Municipality in the Mexican state of Yucatán

Sacalum Municipality (In the Yucatec Maya Language: "white earth") is a municipality in the Mexican state of Yucatán containing 205.66 km^{2} of land and is located roughly 75 km south of the city of Mérida.

==History==
There is no accurate data on when the town was founded, but during the conquest, a Franciscan order settled here. At colonization, Sacalum became part of the encomienda system with a series of encomendaros: Pedro Alvarez 1549, Francisco Pacheco 1579, Francisco de Solís 1607, Ignacio de Solís Osorio 1688, Lucas de Villamil y Vargas 1694.

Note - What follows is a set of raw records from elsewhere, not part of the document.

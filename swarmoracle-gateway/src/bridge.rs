//! Routing from the `swarm:events` bus into subscriber rooms.
//!
//! Consensus outcomes and failures bypass batching and go straight to the
//! question room and `global`; everything else coalesces through the
//! batcher. The gateway sees both bus traffic and direct in-process engine
//! emissions through the same subscription, so the routing below is the
//! single delivery policy.

use std::sync::Arc;

use tokio::sync::broadcast::error::RecvError;
use tokio_util::sync::CancellationToken;
use tracing::{debug, warn};

use swarmoracle_events::{EventBus, SwarmEvent};

use crate::batcher::UpdateBatcher;
use crate::connection::ConnectionManager;
use crate::protocol::{Room, ServerMessage, UpdateType};

/// Run the bus-to-rooms bridge until shutdown.
pub async fn run_bridge(
    bus: EventBus,
    manager: Arc<ConnectionManager>,
    batcher: Arc<UpdateBatcher>,
    shutdown: CancellationToken,
) {
    let mut events = bus.subscribe();
    debug!("fan-out bridge subscribed to {}", swarmoracle_events::SWARM_EVENTS_TOPIC);

    loop {
        tokio::select! {
            _ = shutdown.cancelled() => return,
            received = events.recv() => match received {
                Ok(envelope) => route_event(&manager, &batcher, envelope.event),
                Err(RecvError::Lagged(skipped)) => {
                    warn!(skipped, "fan-out bridge lagged behind the event bus");
                }
                Err(RecvError::Closed) => return,
            },
        }
    }
}

/// Deliver one event to its rooms, batched or immediate per its criticality.
pub fn route_event(
    manager: &Arc<ConnectionManager>,
    batcher: &Arc<UpdateBatcher>,
    event: SwarmEvent,
) {
    match event {
        SwarmEvent::AnswerSubmitted {
            question_id,
            answer_id,
            agent_id,
            confidence,
        } => {
            let message = ServerMessage::AnswerSubmitted {
                question_id,
                answer_id,
                agent_id,
                confidence,
            };
            let payload = match serde_json::to_value(&message) {
                Ok(payload) => payload,
                Err(_) => return,
            };
            batcher.submit(
                Room::Question(question_id),
                UpdateType::AnswerSubmitted,
                answer_id.to_string(),
                payload.clone(),
            );
            batcher.submit(
                Room::Global,
                UpdateType::AnswerSubmitted,
                answer_id.to_string(),
                payload,
            );
        }

        SwarmEvent::QuestionCreated {
            question_id,
            category,
            min_answers,
        } => {
            let message = ServerMessage::QuestionNew {
                question_id,
                category,
                min_answers,
            };
            if let Ok(payload) = serde_json::to_value(&message) {
                batcher.submit(
                    Room::Global,
                    UpdateType::QuestionNew,
                    question_id.to_string(),
                    payload,
                );
            }
        }

        // Outcome notifications skip the batch window entirely.
        SwarmEvent::ConsensusCalculated {
            question_id,
            algorithm,
            winning_answer_id,
            consensus_strength,
            confidence_level,
            participant_count,
            consensus_reached,
        } => {
            let message = ServerMessage::ConsensusReached {
                question_id,
                winning_answer_id,
                algorithm,
                consensus_strength,
                confidence_level,
                participant_count,
                consensus_reached,
            };
            manager.send_to_room(&Room::Question(question_id), &message);
            manager.send_to_room(&Room::Global, &message);
        }

        SwarmEvent::ConsensusFailed {
            question_id,
            reason,
            permanent,
        } => {
            // Intermediate retry noise stays off the wire; terminal failures
            // are delivered immediately.
            if !permanent {
                return;
            }
            let message = ServerMessage::ConsensusFailed {
                question_id,
                reason,
            };
            manager.send_to_room(&Room::Question(question_id), &message);
            manager.send_to_room(&Room::Global, &message);
        }

        SwarmEvent::AgentReputationUpdated {
            agent_id,
            reputation_score,
            accuracy_rate,
        } => {
            let message = ServerMessage::ReputationUpdated {
                agent_id,
                reputation_score,
                accuracy_rate,
            };
            if let Ok(payload) = serde_json::to_value(&message) {
                batcher.submit(
                    Room::Agent(agent_id),
                    UpdateType::ReputationUpdated,
                    agent_id.to_string(),
                    payload,
                );
            }
        }

        SwarmEvent::LeaderboardUpdated { entries } => {
            let message = ServerMessage::LeaderboardUpdated { entries };
            if let Ok(payload) = serde_json::to_value(&message) {
                batcher.submit(
                    Room::Leaderboard,
                    UpdateType::LeaderboardUpdated,
                    "global".to_string(),
                    payload,
                );
            }
        }
    }
}

#[cfg(test)]
mod tests {
    use super::*;
    use std::time::Duration;
    use tokio::sync::mpsc;
    use uuid::Uuid;

    use crate::connection::SubjectTokenAuthenticator;

    fn setup() -> (Arc<ConnectionManager>, Arc<UpdateBatcher>) {
        let manager = Arc::new(ConnectionManager::new(Box::new(SubjectTokenAuthenticator)));
        let batcher = UpdateBatcher::new(Arc::clone(&manager), Duration::from_millis(20));
        (manager, batcher)
    }

    fn join(
        manager: &Arc<ConnectionManager>,
        room: Room,
    ) -> mpsc::UnboundedReceiver<ServerMessage> {
        let (tx, rx) = mpsc::unbounded_channel();
        let id = manager.register(tx);
        manager.join_room(id, room).unwrap();
        rx
    }

    #[tokio::test]
    async fn consensus_outcomes_bypass_batching() {
        let (manager, batcher) = setup();
        let question_id = Uuid::new_v4();
        let mut question_rx = join(&manager, Room::Question(question_id));
        let mut global_rx = join(&manager, Room::Global);

        route_event(
            &manager,
            &batcher,
            SwarmEvent::ConsensusCalculated {
                question_id,
                algorithm: "hybrid".into(),
                winning_answer_id: Some(Uuid::new_v4()),
                consensus_strength: 0.8,
                confidence_level: 0.6,
                participant_count: 3,
                consensus_reached: true,
            },
        );

        // No window to wait out: both rooms already have the message.
        assert!(matches!(
            question_rx.try_recv().unwrap(),
            ServerMessage::ConsensusReached { .. }
        ));
        assert!(matches!(
            global_rx.try_recv().unwrap(),
            ServerMessage::ConsensusReached { .. }
        ));
    }

    #[tokio::test]
    async fn permanent_failures_are_delivered_immediately() {
        let (manager, batcher) = setup();
        let question_id = Uuid::new_v4();
        let mut rx = join(&manager, Room::Question(question_id));

        route_event(
            &manager,
            &batcher,
            SwarmEvent::ConsensusFailed {
                question_id,
                reason: "no_valid_answers".into(),
                permanent: true,
            },
        );
        assert!(matches!(
            rx.try_recv().unwrap(),
            ServerMessage::ConsensusFailed { .. }
        ));

        // Retry-in-progress failures stay internal.
        route_event(
            &manager,
            &batcher,
            SwarmEvent::ConsensusFailed {
                question_id,
                reason: "store_unavailable".into(),
                permanent: false,
            },
        );
        assert!(rx.try_recv().is_err());
    }

    #[tokio::test]
    async fn answer_submissions_batch_into_the_question_room() {
        let (manager, batcher) = setup();
        let question_id = Uuid::new_v4();
        let mut rx = join(&manager, Room::Question(question_id));

        route_event(
            &manager,
            &batcher,
            SwarmEvent::AnswerSubmitted {
                question_id,
                answer_id: Uuid::new_v4(),
                agent_id: Uuid::new_v4(),
                confidence: 0.7,
            },
        );

        // Nothing before the window closes.
        assert!(rx.try_recv().is_err());
        tokio::time::sleep(Duration::from_millis(60)).await;
        match rx.try_recv().unwrap() {
            ServerMessage::BatchUpdate {
                update_type, items, ..
            } => {
                assert_eq!(update_type, UpdateType::AnswerSubmitted);
                assert_eq!(items.len(), 1);
            }
            other => panic!("unexpected message: {other:?}"),
        }
    }
}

Yucatán declared its independence from the Spanish Crown in 1821, and in 1825 the area was assigned to the low sierra partition of Mama Municipality. In 1867 it was transferred to the Ticul Municipality and confirmed as its own municipality in 1988.

==Governance==
The municipal president is elected for a three-year term. The town council has four councilpersons, who serve as Secretary and councilors of public security and public lighting, image and ecology, potable water, cemeteries, and police commissaries.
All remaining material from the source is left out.